TCW today filed suit against its former chief investment officer, Jeffrey Gundlach, and his new asset management firm, DoubleLine Capital, accusing Mr. Gundlach of stealing TCW property, fraud and breach of fiduciary duty.
TCW seeks more than $200 million in damages in the lawsuit, filed in California Superior Court.
The suit claims that after Mr. Gundlach was terminated from TCW on Dec. 4, he “was able to invite hundreds of TCW clients to webcasts in which he touted the capabilities of his new enterprise and disparaged those of his former employer.”
The lawsuit claims the defendants conspired to steal proprietary TCW information; used confidential TCW information after leaving the company; and solicited business from TCW clients by making false statements about the firm. (To read the TCW lawsuit, click here.)
“The sudden appearance of this new entrant in the money management business has been hailed by the financial press as a testament to Gundlach's organizational skill and financial savvy.

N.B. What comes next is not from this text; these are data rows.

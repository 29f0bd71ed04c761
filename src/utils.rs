//! Index arithmetic for a binary tree laid out in a flat array.

use crate::HasPriority;

pub(crate) fn parent(child: usize) -> usize {
    (child - 1) / 2
}

pub(crate) fn left(parent: usize) -> usize {
    2 * parent + 1
}

pub(crate) fn right(parent: usize) -> usize {
    2 * parent + 2
}

/**
 * Check the heap property over the whole of `items`: no element outranks its
 * parent.
 *
 * `outranks(a, b)` must be strict, so equal priorities never violate it.
 */
pub fn is_heap<T, F>(items: &[T], outranks: F) -> bool
where
    T: HasPriority,
    F: Fn(&T::Priority, &T::Priority) -> bool,
{
    (1..items.len()).all(|i| !outranks(&items[i].priority(), &items[parent(i)].priority()))
}
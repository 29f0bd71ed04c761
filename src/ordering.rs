use std::fmt;
use std::str::FromStr;

use crate::errors::HeapError;

use self::HeapOrdering::*;

/// Which end of the priority scale sits at the root of a heap.
#[derive(Copy, Clone, Debug, PartialEq, Eq, Hash)]
pub enum HeapOrdering {
    /// Smallest priority first.
    MinFirst,
    /// Largest priority first.
    MaxFirst,
}

impl Default for HeapOrdering {
    fn default() -> Self {
        MinFirst
    }
}

fn less<P: Ord>(a: &P, b: &P) -> bool {
    a < b
}

fn greater<P: Ord>(a: &P, b: &P) -> bool {
    a > b
}

impl HeapOrdering {
    /// The strict "a outranks b" predicate for this ordering.
    /// Equal priorities never outrank each other.
    pub fn outranks_fn<P: Ord>(self) -> fn(&P, &P) -> bool {
        match self {
            MinFirst => less::<P>,
            MaxFirst => greater::<P>,
        }
    }

    pub fn reversed(self) -> Self {
        match self {
            MinFirst => MaxFirst,
            MaxFirst => MinFirst,
        }
    }
}

impl FromStr for HeapOrdering {
    type Err = HeapError;

    fn from_str(s: &str) -> Result<Self, Self::Err> {
        match s.trim().to_ascii_lowercase().as_str() {
            "min" | "min-first" | "min_first" => Ok(MinFirst),
            "max" | "max-first" | "max_first" => Ok(MaxFirst),
            _ => Err(HeapError::UnknownOrdering(s.to_string())),
        }
    }
}

impl fmt::Display for HeapOrdering {
    fn fmt(&self, f: &mut fmt::Formatter<'_>) -> fmt::Result {
        match self {
            MinFirst => write!(f, "min-first"),
            MaxFirst => write!(f, "max-first"),
        }
    }
}
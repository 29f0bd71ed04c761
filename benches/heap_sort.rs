mod utils;

use criterion::{black_box, criterion_group, criterion_main, BenchmarkId, Criterion};

use prio_heap::{HeapOrdering, PriorityHeap};
use utils::get_random_priorities;

pub fn heap_sort_benchmark(c: &mut Criterion) {
    let n = 50_000;
    let priorities = get_random_priorities(n, 7);
    let mut group = c.benchmark_group("heap_sort");
    for ordering in [HeapOrdering::MinFirst, HeapOrdering::MaxFirst].iter() {
        group.bench_with_input(
            BenchmarkId::new("prio_heap", ordering),
            ordering,
            |b, &o| {
                b.iter(|| {
                    let heap = PriorityHeap::from_iter_with(o, priorities.iter().copied());
                    black_box(heap.into_sorted_vec())
                })
            },
        );
    }
    group.bench_function("std_binary_heap", |b| {
        b.iter(|| black_box(utils::other_impls::sort_std(&priorities)))
    });

    group.finish();
}

criterion_group!(benches, heap_sort_benchmark);
criterion_main!(benches);
mod element;
mod ordering;
mod priority_heap;

pub mod errors;
pub mod utils;

pub use element::{HasPriority, Prioritized};
pub use errors::HeapError;
pub use ordering::HeapOrdering;
pub use priority_heap::PriorityHeap;
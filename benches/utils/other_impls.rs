use std::cmp::Reverse;
use std::collections::BinaryHeap;

pub(crate) fn drain_std_min(priorities: &[i64]) -> i64 {
    let mut heap = BinaryHeap::with_capacity(priorities.len());
    for &p in priorities {
        heap.push(Reverse(p));
    }
    let mut checksum = 0i64;
    while let Some(Reverse(p)) = heap.pop() {
        checksum = checksum.wrapping_add(p);
    }
    checksum
}

pub(crate) fn sort_std(priorities: &[i64]) -> Vec<i64> {
    BinaryHeap::from(priorities.to_vec()).into_sorted_vec()
}
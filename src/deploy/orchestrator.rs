//! Deployment orchestration.
//!
//! The [`Deployer`] sequences one deployment run over the selected
//! environment: tool and configuration validation, plan generation with
//! JSON conversion for summarization, apply, and destroy. Every external
//! invocation goes through the command-runner seam; a failed step aborts
//! the pipeline.

use std::path::PathBuf;

use tracing::{info, warn};

use crate::error::Result;
use crate::plan::{Plan, PlanLoader};

use super::metadata::generate_deployment_id;
use super::options::{is_module_dir, DeployOptions};
use super::runner::CommandRunner;
use super::terragrunt::{PlanOutcome, Terragrunt};

/// Orchestrates one deployment run.
#[derive(Debug)]
pub struct Deployer<R> {
    options: DeployOptions,
    tools: Terragrunt<R>,
    deployment_id: String,
}

impl<R: CommandRunner> Deployer<R> {
    /// Creates a deployer for the given options and command runner.
    pub fn new(options: DeployOptions, runner: R) -> Self {
        Self {
            options,
            tools: Terragrunt::new(runner),
            deployment_id: generate_deployment_id(),
        }
    }

    /// Overrides the generated deployment id.
    #[must_use]
    pub fn with_deployment_id(mut self, deployment_id: impl Into<String>) -> Self {
        self.deployment_id = deployment_id.into();
        self
    }

    /// The identifier of this run, used for plan and metadata file names.
    #[must_use]
    pub fn deployment_id(&self) -> &str {
        &self.deployment_id
    }

    /// The options this run operates on.
    #[must_use]
    pub const fn options(&self) -> &DeployOptions {
        &self.options
    }

    /// Plan file name written into each module directory.
    fn plan_file(&self) -> String {
        format!("deployment_plan_{}.out", self.deployment_id)
    }

    /// Resolves the module directories this run targets.
    ///
    /// With an explicit module list, missing directories are skipped with a
    /// warning. Without one, module directories are discovered under the
    /// environment directory; an environment that is itself a module (no
    /// subdirectories) is targeted directly.
    ///
    /// # Errors
    ///
    /// Returns an error when the environment directory is missing.
    pub fn target_dirs(&self) -> Result<Vec<PathBuf>> {
        let env_dir = self.options.ensure_environment_dir()?;

        if !self.options.all_modules() {
            let mut dirs = Vec::new();
            for module in &self.options.modules {
                let dir = self.options.module_dir(module);
                if dir.is_dir() {
                    dirs.push(dir);
                } else {
                    warn!("Module path does not exist: {}", dir.display());
                }
            }
            return Ok(dirs);
        }

        let mut dirs: Vec<PathBuf> = std::fs::read_dir(&env_dir)?
            .filter_map(std::result::Result::ok)
            .map(|entry| entry.path())
            .filter(|path| path.is_dir() && is_module_dir(path))
            .collect();
        dirs.sort();

        if dirs.is_empty() && is_module_dir(&env_dir) {
            dirs.push(env_dir);
        }

        Ok(dirs)
    }

    /// Checks that the terraform and terragrunt binaries respond, logging
    /// their versions.
    ///
    /// # Errors
    ///
    /// Returns an error when either tool is missing or fails.
    pub async fn validate_tools(&self) -> Result<()> {
        let env_dir = self.options.ensure_environment_dir()?;

        let terraform = self.tools.terraform_version(&env_dir).await?;
        info!("Terraform version: {terraform}");

        let terragrunt = self.tools.terragrunt_version(&env_dir).await?;
        info!("Terragrunt version: {terragrunt}");

        Ok(())
    }

    /// Validates the Terraform configuration: formatting at the repository
    /// root, then `terragrunt validate` per selected module (or `run-all`
    /// across the environment).
    ///
    /// # Errors
    ///
    /// Returns an error on formatting drift or validation failure.
    pub async fn validate_configuration(&self) -> Result<()> {
        info!("Validating Terraform configuration");
        self.tools.fmt_check(&self.options.project_root).await?;

        if self.options.all_modules() {
            self.tools
                .validate_all(&self.options.ensure_environment_dir()?)
                .await?;
        } else {
            for dir in self.target_dirs()? {
                self.tools.validate(&dir).await?;
            }
        }

        Ok(())
    }

    /// Generates plans for every target module and merges their JSON
    /// documents into a single [`Plan`] for summarization.
    ///
    /// The outcome is [`PlanOutcome::ChangesPending`] when any module has
    /// pending changes.
    ///
    /// # Errors
    ///
    /// Returns an error when planning, conversion, or parsing fails.
    pub async fn generate_plan(&self) -> Result<(PlanOutcome, Plan)> {
        let dirs = self.target_dirs()?;
        let plan_file = self.plan_file();
        let loader = PlanLoader::new();

        let mut merged = Plan::default();
        let mut outcome = PlanOutcome::NoChanges;

        for dir in &dirs {
            info!("Planning {}", dir.display());
            if self.tools.plan(dir, &plan_file).await? == PlanOutcome::ChangesPending {
                outcome = PlanOutcome::ChangesPending;
            }

            let json = self.tools.show_json(dir, &plan_file).await?;
            let plan = loader.parse_json(&json, None)?;

            if merged.terraform_version.is_none() {
                merged.terraform_version = plan.terraform_version;
            }
            merged.resource_changes.extend(plan.resource_changes);
        }

        Ok((outcome, merged))
    }

    /// Applies the previously generated plan in every target module.
    ///
    /// # Errors
    ///
    /// Returns an error when any apply fails; remaining modules are not
    /// attempted.
    pub async fn apply(&self) -> Result<()> {
        let plan_file = self.plan_file();

        for dir in self.target_dirs()? {
            info!("Applying {}", dir.display());
            self.tools.apply(&dir, &plan_file).await?;
        }

        Ok(())
    }

    /// Destroys the selected modules (or the whole environment).
    ///
    /// # Errors
    ///
    /// Returns an error when the destroy fails.
    pub async fn destroy(&self) -> Result<()> {
        if self.options.all_modules() {
            self.tools
                .destroy_all(&self.options.ensure_environment_dir()?)
                .await
        } else {
            for dir in self.target_dirs()? {
                info!("Destroying {}", dir.display());
                self.tools.destroy(&dir).await?;
            }
            Ok(())
        }
    }
}
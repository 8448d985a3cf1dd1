//! Plan aggregation.
//!
//! One pass over the plan's resource changes produces three independent
//! tallies: per action key, per (service, action key), and per (module,
//! action key). The result type is immutable after construction; every
//! rendering mode reads from the same tallies.

use std::collections::BTreeMap;

use crate::plan::{ActionKey, Plan};

use super::service::service_name;

/// Aggregated change counts for one plan.
///
/// All three maps are keyed by immutable composite keys and iterate in a
/// deterministic order, so repeated summarization of the same plan yields
/// byte-identical reports.
#[derive(Debug, Default)]
pub struct PlanSummary {
    /// Count per action key across the whole plan.
    by_action: BTreeMap<ActionKey, u64>,
    /// Count per (service name, action key) pair.
    by_service: BTreeMap<(String, ActionKey), u64>,
    /// Count per (module address, action key) pair.
    by_module: BTreeMap<(String, ActionKey), u64>,
}

/// One group of action rows under a service or module heading.
#[derive(Debug)]
pub struct GroupedTally<'a> {
    /// Service or module name.
    pub name: &'a str,
    /// Total changes in this group.
    pub total: u64,
    /// Action rows, in lexical action-key order.
    pub rows: Vec<(&'a ActionKey, u64)>,
}

impl PlanSummary {
    /// Classifies every change in the plan and builds the three tallies.
    #[must_use]
    pub fn from_plan(plan: &Plan) -> Self {
        let mut summary = Self::default();

        for change in &plan.resource_changes {
            let key = change.action_key();
            let service = service_name(&change.resource_type).to_string();
            let module = change.module_or_root().to_string();

            *summary.by_action.entry(key.clone()).or_insert(0) += 1;
            *summary
                .by_service
                .entry((service, key.clone()))
                .or_insert(0) += 1;
            *summary.by_module.entry((module, key)).or_insert(0) += 1;
        }

        summary
    }

    /// Total number of planned changes.
    #[must_use]
    pub fn total_changes(&self) -> u64 {
        self.by_action.values().sum()
    }

    /// Returns true if the plan contained no changes.
    #[must_use]
    pub fn is_empty(&self) -> bool {
        self.by_action.is_empty()
    }

    /// The per-action-key tally.
    #[must_use]
    pub const fn by_action(&self) -> &BTreeMap<ActionKey, u64> {
        &self.by_action
    }

    /// Overall changes ordered for display: descending count, ties broken
    /// by lexical order of the action key.
    #[must_use]
    pub fn overall_sorted(&self) -> Vec<(&ActionKey, u64)> {
        let mut entries: Vec<(&ActionKey, u64)> =
            self.by_action.iter().map(|(key, count)| (key, *count)).collect();
        entries.sort_by(|a, b| b.1.cmp(&a.1).then_with(|| a.0.cmp(b.0)));
        entries
    }

    /// Per-service groups in ascending service-name order.
    #[must_use]
    pub fn services(&self) -> Vec<GroupedTally<'_>> {
        Self::grouped(&self.by_service)
    }

    /// Per-module groups in ascending module-address order.
    #[must_use]
    pub fn modules(&self) -> Vec<GroupedTally<'_>> {
        Self::grouped(&self.by_module)
    }

    /// Folds a composite-key tally into named groups.
    ///
    /// The map iterates sorted by (name, action key), so groups come out in
    /// ascending name order and each group's rows in lexical key order.
    fn grouped(map: &BTreeMap<(String, ActionKey), u64>) -> Vec<GroupedTally<'_>> {
        let mut groups: Vec<GroupedTally<'_>> = Vec::new();

        for ((name, key), count) in map {
            let name = name.as_str();
            if groups.last().is_none_or(|group| group.name != name) {
                groups.push(GroupedTally {
                    name,
                    total: 0,
                    rows: Vec::new(),
                });
            }
            if let Some(group) = groups.last_mut() {
                group.total += count;
                group.rows.push((key, *count));
            }
        }

        groups
    }
}

#[cfg(test)]
mod tests {
    use super::*;
    use crate::plan::{Action, Change, ResourceChange};

    fn change(resource_type: &str, module: Option<&str>, actions: &[Action]) -> ResourceChange {
        ResourceChange {
            resource_type: resource_type.to_string(),
            module_address: module.map(String::from),
            change: Change {
                actions: actions.to_vec(),
            },
        }
    }

    fn sample_plan() -> Plan {
        Plan::new(vec![
            change("aws_instance", Some("module.network"), &[Action::Create]),
            change("aws_subnet", Some("module.network"), &[Action::Update]),
            change("aws_s3_bucket", None, &[Action::Delete]),
            change(
                "aws_s3_bucket",
                None,
                &[Action::Create, Action::Delete],
            ),
        ])
    }

    #[test]
    fn test_counts_conserved_across_dimensions() {
        let plan = sample_plan();
        let summary = PlanSummary::from_plan(&plan);

        let total = summary.total_changes();
        assert_eq!(total, plan.len() as u64);
        assert_eq!(summary.by_action().values().sum::<u64>(), total);
        assert_eq!(
            summary.services().iter().map(|g| g.total).sum::<u64>(),
            total
        );
        assert_eq!(
            summary.modules().iter().map(|g| g.total).sum::<u64>(),
            total
        );
    }

    #[test]
    fn test_module_totals() {
        let plan = Plan::new(vec![
            change("aws_instance", Some("network"), &[Action::Create]),
            change("aws_subnet", Some("network"), &[Action::Update]),
            change("aws_s3_bucket", None, &[Action::Delete]),
        ]);
        let summary = PlanSummary::from_plan(&plan);

        let modules = summary.modules();
        assert_eq!(modules.len(), 2);
        assert_eq!(modules[0].name, "network");
        assert_eq!(modules[0].total, 2);
        assert_eq!(modules[1].name, "root");
        assert_eq!(modules[1].total, 1);
    }

    #[test]
    fn test_service_grouping() {
        let summary = PlanSummary::from_plan(&sample_plan());
        let services = summary.services();

        // ec2 (instance), s3 (bucket x2), vpc (subnet), ascending
        let names: Vec<&str> = services.iter().map(|g| g.name).collect();
        assert_eq!(names, vec!["ec2", "s3", "vpc"]);

        let s3 = &services[1];
        assert_eq!(s3.total, 2);
        assert_eq!(s3.rows.len(), 2);
    }

    #[test]
    fn test_overall_sorted_desc_count_then_lexical() {
        let plan = Plan::new(vec![
            change("aws_instance", None, &[Action::Update]),
            change("aws_subnet", None, &[Action::Update]),
            change("aws_s3_bucket", None, &[Action::Create]),
            change("aws_kms_key", None, &[Action::Delete]),
        ]);
        let summary = PlanSummary::from_plan(&plan);

        let overall = summary.overall_sorted();
        assert_eq!(overall[0].0.canonical(), "update");
        assert_eq!(overall[0].1, 2);
        // tie between create and delete broken lexically
        assert_eq!(overall[1].0.canonical(), "create");
        assert_eq!(overall[2].0.canonical(), "delete");
    }

    #[test]
    fn test_replace_variants_are_distinct_keys() {
        let plan = Plan::new(vec![
            change("aws_s3_bucket", None, &[Action::Create, Action::Delete]),
            change("aws_s3_bucket", None, &[Action::Delete, Action::Create]),
        ]);
        let summary = PlanSummary::from_plan(&plan);

        assert_eq!(summary.by_action().len(), 2);
        assert_eq!(summary.total_changes(), 2);
    }

    #[test]
    fn test_empty_plan() {
        let summary = PlanSummary::from_plan(&Plan::default());
        assert!(summary.is_empty());
        assert_eq!(summary.total_changes(), 0);
        assert!(summary.services().is_empty());
        assert!(summary.modules().is_empty());
    }
}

The truth is much shabbier,” the suit states.
The lawsuit also claims that Mr. Gundlach was terminated from TCW in December because the firm discovered evidence of his and the other defendants' conspiracy to misappropriate TCW's confidential information and take it with them to a new company.
“Another compelling reason for TCW's termination of Gundlach's employment was Gundlach's essential unfitness to remain a senior TCW officer and fund manager,” according to the lawsuit. “His behavior had become erratic, increasingly and openly confrontational and starkly inconsistent with the conduct of a senior officer responsible for the management of billions of dollars of client funds and the supervision of TCW employees.”
The suit says that after Mr. Gundlach's departure from the firm, staff “discovered inappropriate contraband in his TCW offices, consisting of marijuana, drug paraphernalia, including paraphernalia bearing evidence of recent use, and a collection of 12 sexual devices, 34 hardcore pornographic magazines and 36 hardcore sexually explicit DVDs and videocassettes.”
The lawsuit also alleges that Mr. Gundlach began undermining TCW senior management in spring 2009, threatening to leave the firm and take key employees with him.
Mr. Gundlach was paid $40 million by TCW in 2009 and about $134 million over the last five years at the firm, according to the lawsuit.
TCW spokeswoman Erin Freeman declined to comment further.
Repeated attempts to reach Mr. Gundlach were not successful. Late today, DoubleLine issued a statement that said, “The allegations in the complaint are meritless and will be proven so in a court of law. TCW's lawsuit is a blatant attempt to damage DoubleLine's business and clients. DoubleLine and Mr. Gundlach are asserting their legal rights in a lawsuit to be filed shortly, which will demonstrate the thoroughly baseless nature of TCW's claims and seek redress for TCW's deplorable conduct. The false and hyperbolic personal attacks by TCW are obviously a gratuitous and irrelevant gutter tactic, which merely underscores the weakness of TCW's claims.”